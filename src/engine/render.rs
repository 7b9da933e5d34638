//! Public JSON payload shaping.
//!
//! Projects merged picks into the artifact the web frontend consumes.
//! Internal bookkeeping (in-signal flags, first-published timestamps)
//! never leaves this boundary.

use chrono::{DateTime, NaiveDate, Utc};
use rust_decimal::Decimal;
use serde::Serialize;

use super::merge::MergeOutcome;
use super::records::{self, DayRecord, RecordSummary, Streak, WeekRecord};
use crate::domain::{MergeSummary, PickResult, PublishedPick, Recommendation};

/// Angles shown per pick; extra justifications are dropped from display.
pub const MAX_DISPLAY_ANGLES: usize = 3;

/// One pick as the frontend sees it.
#[derive(Debug, Clone, Serialize)]
pub struct PickPayload {
    pub rank: u32,
    pub player: String,
    pub team: String,
    pub opponent: String,
    /// Whether the player's team is the home side; false when the game id
    /// cannot be parsed.
    pub home: bool,
    pub direction: Recommendation,
    pub line: Decimal,
    pub edge: Decimal,
    pub angles: Vec<String>,
    pub result: Option<PickResult>,
    pub is_ultra: bool,
}

/// The full per-date artifact.
#[derive(Debug, Clone, Serialize)]
pub struct DayArtifact {
    pub date: NaiveDate,
    pub generated_at: DateTime<Utc>,
    pub summary: MergeSummary,
    pub record: RecordSummary,
    pub streak: Option<Streak>,
    pub daily: Vec<DayRecord>,
    pub weekly: Vec<WeekRecord>,
    pub picks: Vec<PickPayload>,
}

/// Project one locked pick into its public shape.
#[must_use]
pub fn pick_payload(record: &PublishedPick) -> PickPayload {
    let pick = &record.pick;
    PickPayload {
        rank: pick.rank.unwrap_or(0),
        player: pick.player_name.clone(),
        team: pick.team_abbr.clone(),
        opponent: pick.opponent_abbr.clone(),
        home: pick.game_id.is_home(&pick.team_abbr),
        direction: pick.recommendation,
        line: pick.line_value,
        edge: pick.edge,
        angles: pick
            .pick_angles
            .iter()
            .take(MAX_DISPLAY_ANGLES)
            .cloned()
            .collect(),
        result: pick.grading.result(),
        is_ultra: pick.ultra_tier,
    }
}

/// Render the artifact for one merge run against the graded history.
#[must_use]
pub fn day_artifact(
    date: NaiveDate,
    outcome: &MergeOutcome,
    history: &[PublishedPick],
    generated_at: DateTime<Utc>,
) -> DayArtifact {
    DayArtifact {
        date,
        generated_at,
        summary: outcome.summary,
        record: records::season_record(history),
        streak: records::current_streak(history),
        daily: records::daily_records(history),
        weekly: records::weekly_records(history),
        picks: outcome
            .picks
            .iter()
            .map(|p| pick_payload(&p.record))
            .collect(),
    }
}

/// Artifact object name for a date.
#[must_use]
pub fn artifact_name(date: NaiveDate) -> String {
    format!("best_picks_{date}.json")
}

**********

Copy the data once more. Leave nothing out.

filename src/engine/render.rs
repository 7b9da933e5d34638
//! Public JSON payload shaping.
//!
//! Projects merged picks into the artifact the web frontend consumes.
//! Internal bookkeeping (in-signal flags, first-published timestamps)
//! never leaves this boundary.

use chrono::{DateTime, NaiveDate, Utc};
use rust_decimal::Decimal;
use serde::Serialize;

use super::merge::MergeOutcome;
use super::records::{self, DayRecord, RecordSummary, Streak, WeekRecord};
use crate::domain::{MergeSummary, PickResult, PublishedPick, Recommendation};

/// Angles shown per pick; extra justifications are dropped from display.
pub const MAX_DISPLAY_ANGLES: usize = 3;

/// One pick as the frontend sees it.
#[derive(Debug, Clone, Serialize)]
pub struct PickPayload {
    pub rank: u32,
    pub player: String,
    pub team: String,
    pub opponent: String,
    /// Whether the player's team is the home side; false when the game id
    /// cannot be parsed.
    pub home: bool,
    pub direction: Recommendation,
    pub line: Decimal,
    pub edge: Decimal,
    pub angles: Vec<String>,
    pub result: Option<PickResult>,
    pub is_ultra: bool,
}

/// The full per-date artifact.
#[derive(Debug, Clone, Serialize)]
pub struct DayArtifact {
    pub date: NaiveDate,
    pub generated_at: DateTime<Utc>,
    pub summary: MergeSummary,
    pub record: RecordSummary,
    pub streak: Option<Streak>,
    pub daily: Vec<DayRecord>,
    pub weekly: Vec<WeekRecord>,
    pub picks: Vec<PickPayload>,
}

/// Project one locked pick into its public shape.
#[must_use]
pub fn pick_payload(record: &PublishedPick) -> PickPayload {
    let pick = &record.pick;
    PickPayload {
        rank: pick.rank.unwrap_or(0),
        player: pick.player_name.clone(),
        team: pick.team_abbr.clone(),
        opponent: pick.opponent_abbr.clone(),
        home: pick.game_id.is_home(&pick.team_abbr),
        direction: pick.recommendation,
        line: pick.line_value,
        edge: pick.edge,
        angles: pick
            .pick_angles
            .iter()
            .take(MAX_DISPLAY_ANGLES)
            .cloned()
            .collect(),
        result: pick.grading.result(),
        is_ultra: pick.ultra_tier,
    }
}

/// Render the artifact for one merge run against the graded history.
#[must_use]
pub fn day_artifact(
    date: NaiveDate,
    outcome: &MergeOutcome,
    history: &[PublishedPick],
    generated_at: DateTime<Utc>,
) -> DayArtifact {
    DayArtifact {
        date,
        generated_at,
        summary: outcome.summary,
        record: records::season_record(history),
        streak: records::current_streak(history),
        daily: records::daily_records(history),
        weekly: records::weekly_records(history),
        picks: outcome
            .picks
            .iter()
            .map(|p| pick_payload(&p.record))
            .collect(),
    }
}

/// Artifact object name for a date.
#[must_use]
pub fn artifact_name(date: NaiveDate) -> String {
    format!("best_picks_{date}.json")
}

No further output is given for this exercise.